- _DATA PROVIDED_:
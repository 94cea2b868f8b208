/// Format milliseconds as "MM:SS.d".
///
/// Tenths are truncated, never rounded, and the minutes field keeps growing
/// past 59 instead of rolling over into hours.
pub fn format_millis(ms: u64) -> String {
    let tenths = ms / 100;
    format!(
        "{:02}:{:02}.{}",
        tenths / 600,
        (tenths / 10) % 60,
        tenths % 10
    )
}

/// Format a split difference with an explicit sign, e.g. "+00:01.5".
pub fn format_signed_millis(diff_ms: i64) -> String {
    let sign = if diff_ms < 0 { '-' } else { '+' };
    format!("{}{}", sign, format_millis(diff_ms.unsigned_abs()))
}

#[cfg(test)]
mod tests {
    use super::*;

    #[test]
    fn test_format_zero() {
        assert_eq!(format_millis(0), "00:00.0");
    }

    #[test]
    fn test_format_one_minute() {
        assert_eq!(format_millis(60_000), "01:00.0");
    }

    #[test]
    fn test_format_no_hour_rollover() {
        assert_eq!(format_millis(3_661_400), "61:01.4");
    }

    #[test]
    fn test_format_truncates_tenths() {
        assert_eq!(format_millis(1_999), "00:01.9");
        assert_eq!(format_millis(99), "00:00.0");
        assert_eq!(format_millis(59_999), "00:59.9");
    }

    #[test]
    fn test_format_is_stable() {
        let first = format_millis(123_456);
        assert_eq!(first, format_millis(123_456));
        assert_eq!(first, "02:03.4");
    }

    #[test]
    fn test_format_signed() {
        assert_eq!(format_signed_millis(1_500), "+00:01.5");
        assert_eq!(format_signed_millis(-2_000), "-00:02.0");
        assert_eq!(format_signed_millis(0), "+00:00.0");
    }
}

- _TASK TO COMPLETE_: How many lines of the entries above contain the word "String"? Give the number alone.

- _ANSWER SPACE_: 2